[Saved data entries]

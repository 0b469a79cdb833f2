use std::error::Error;
use std::sync::Arc;

use tokio_util::sync::CancellationToken;
use tracing::info;
use tracing_subscriber::EnvFilter;

use feed_archiver::app::App;
use feed_archiver::config::Config;
use feed_archiver::sink::PostgresSink;
use feed_archiver::source::KafkaSource;

#[tokio::main]
async fn main() -> Result<(), Box<dyn Error>> {
    tracing_subscriber::fmt()
        .with_env_filter(
            EnvFilter::try_from_default_env().unwrap_or_else(|_| EnvFilter::new("info")),
        )
        .init();

    let config = Config::load()?;

    // Store and broker connections are the only fatal failures; once the
    // pipeline runs, per-item and per-batch errors are contained.
    let sink = Arc::new(PostgresSink::connect(&config.db).await?);
    let source = KafkaSource::new(config.kafka.clone());
    let app = App::new(source, sink, config.batcher.clone());

    let cancel = CancellationToken::new();
    let shutdown = cancel.clone();
    tokio::spawn(async move {
        tokio::signal::ctrl_c().await.ok();
        info!("shutdown signal received");
        shutdown.cancel();
    });

    app.run(&cancel).await?;

    info!("drained, exiting");
    Ok(())
}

[Exercise prompt]
Please copy out the preceding data in full, exactly as written.

[Exercise solution]
repository 0b469a79cdb833f2
use std::error::Error;
use std::sync::Arc;

use tokio_util::sync::CancellationToken;
use tracing::info;
use tracing_subscriber::EnvFilter;

use feed_archiver::app::App;
use feed_archiver::config::Config;
use feed_archiver::sink::PostgresSink;
use feed_archiver::source::KafkaSource;

#[tokio::main]
async fn main() -> Result<(), Box<dyn Error>> {
    tracing_subscriber::fmt()
        .with_env_filter(
            EnvFilter::try_from_default_env().unwrap_or_else(|_| EnvFilter::new("info")),
        )
        .init();

    let config = Config::load()?;

    // Store and broker connections are the only fatal failures; once the
    // pipeline runs, per-item and per-batch errors are contained.
    let sink = Arc::new(PostgresSink::connect(&config.db).await?);
    let source = KafkaSource::new(config.kafka.clone());
    let app = App::new(source, sink, config.batcher.clone());

    let cancel = CancellationToken::new();
    let shutdown = cancel.clone();
    tokio::spawn(async move {
        tokio::signal::ctrl_c().await.ok();
        info!("shutdown signal received");
        shutdown.cancel();
    });

    app.run(&cancel).await?;

    info!("drained, exiting");
    Ok(())
}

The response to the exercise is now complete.